Task prompt
Each line below is to be written out once more, precisely as given.

-*-*-

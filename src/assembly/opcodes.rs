// Copyright 2025 Johann Kempter
//
// Licensed under the Apache License, Version 2.0 (the "License");
// you may not use this file except in compliance with the License.
// You may obtain a copy of the License at
//
//     http://www.apache.org/licenses/LICENSE-2.0
//
// Unless required by applicable law or agreed to in writing, software
// distributed under the License is distributed on an "AS IS" BASIS,
// WITHOUT WARRANTIES OR CONDITIONS OF ANY KIND, either express or implied.
// See the License for the specific language governing permissions and
// limitations under the License.
//
// SPDX-License-Identifier: Apache-2.0

//! Opcode bytes the rewriter and the interpreter single out.
//!
//! Two-byte opcodes share the [`FE_PREFIX`] first byte; their second byte carries an
//! `FE_` prefix here (e.g. [`FE_LDFTN`] is `0xFE 0x06`).
#![allow(missing_docs)]

pub const FE_PREFIX: u8 = 0xFE;

// Calls and construction
pub const JMP: u8 = 0x27;
pub const CALL: u8 = 0x28;
pub const CALLI: u8 = 0x29;
pub const RET: u8 = 0x2A;
pub const CALLVIRT: u8 = 0x6F;
pub const NEWOBJ: u8 = 0x73;

// Argument access, short and long forms
pub const LDARG_0: u8 = 0x02;
pub const LDARG_S: u8 = 0x0E;
pub const LDARGA_S: u8 = 0x0F;
pub const STARG_S: u8 = 0x10;

// Exception flow
pub const THROW: u8 = 0x7A;
pub const ENDFINALLY: u8 = 0xDC;
pub const LEAVE: u8 = 0xDD;
pub const LEAVE_S: u8 = 0xDE;

// 0xFE-prefixed
pub const FE_ARGLIST: u8 = 0x00;
pub const FE_LDFTN: u8 = 0x06;
pub const FE_LDVIRTFTN: u8 = 0x07;
pub const FE_LDARG: u8 = 0x09;
pub const FE_LDARGA: u8 = 0x0A;
pub const FE_STARG: u8 = 0x0B;
pub const FE_LOCALLOC: u8 = 0x0F;
pub const FE_ENDFILTER: u8 = 0x11;
pub const FE_UNALIGNED: u8 = 0x12;
pub const FE_VOLATILE: u8 = 0x13;
pub const FE_TAIL: u8 = 0x14;
pub const FE_CONSTRAINED: u8 = 0x16;
pub const FE_NO: u8 = 0x19;
pub const FE_RETHROW: u8 = 0x1A;
pub const FE_READONLY: u8 = 0x1E;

-*-*-

Response to the task
filename src/assembly/opcodes.rs
// Copyright 2025 Johann Kempter
//
// Licensed under the Apache License, Version 2.0 (the "License");
// you may not use this file except in compliance with the License.
// You may obtain a copy of the License at
//
//     http://www.apache.org/licenses/LICENSE-2.0
//
// Unless required by applicable law or agreed to in writing, software
// distributed under the License is distributed on an "AS IS" BASIS,
// WITHOUT WARRANTIES OR CONDITIONS OF ANY KIND, either express or implied.
// See the License for the specific language governing permissions and
// limitations under the License.
//
// SPDX-License-Identifier: Apache-2.0

//! Opcode bytes the rewriter and the interpreter single out.
//!
//! Two-byte opcodes share the [`FE_PREFIX`] first byte; their second byte carries an
//! `FE_` prefix here (e.g. [`FE_LDFTN`] is `0xFE 0x06`).
#![allow(missing_docs)]

pub const FE_PREFIX: u8 = 0xFE;

// Calls and construction
pub const JMP: u8 = 0x27;
pub const CALL: u8 = 0x28;
pub const CALLI: u8 = 0x29;
pub const RET: u8 = 0x2A;
pub const CALLVIRT: u8 = 0x6F;
pub const NEWOBJ: u8 = 0x73;

// Argument access, short and long forms
pub const LDARG_0: u8 = 0x02;
pub const LDARG_S: u8 = 0x0E;
pub const LDARGA_S: u8 = 0x0F;
pub const STARG_S: u8 = 0x10;

// Exception flow
pub const THROW: u8 = 0x7A;
pub const ENDFINALLY: u8 = 0xDC;
pub const LEAVE: u8 = 0xDD;
pub const LEAVE_S: u8 = 0xDE;

// 0xFE-prefixed
pub const FE_ARGLIST: u8 = 0x00;
pub const FE_LDFTN: u8 = 0x06;
pub const FE_LDVIRTFTN: u8 = 0x07;
pub const FE_LDARG: u8 = 0x09;
pub const FE_LDARGA: u8 = 0x0A;
pub const FE_STARG: u8 = 0x0B;
pub const FE_LOCALLOC: u8 = 0x0F;
pub const FE_ENDFILTER: u8 = 0x11;
pub const FE_UNALIGNED: u8 = 0x12;
pub const FE_VOLATILE: u8 = 0x13;
pub const FE_TAIL: u8 = 0x14;
pub const FE_CONSTRAINED: u8 = 0x16;
pub const FE_NO: u8 = 0x19;
pub const FE_RETHROW: u8 = 0x1A;
pub const FE_READONLY: u8 = 0x1E;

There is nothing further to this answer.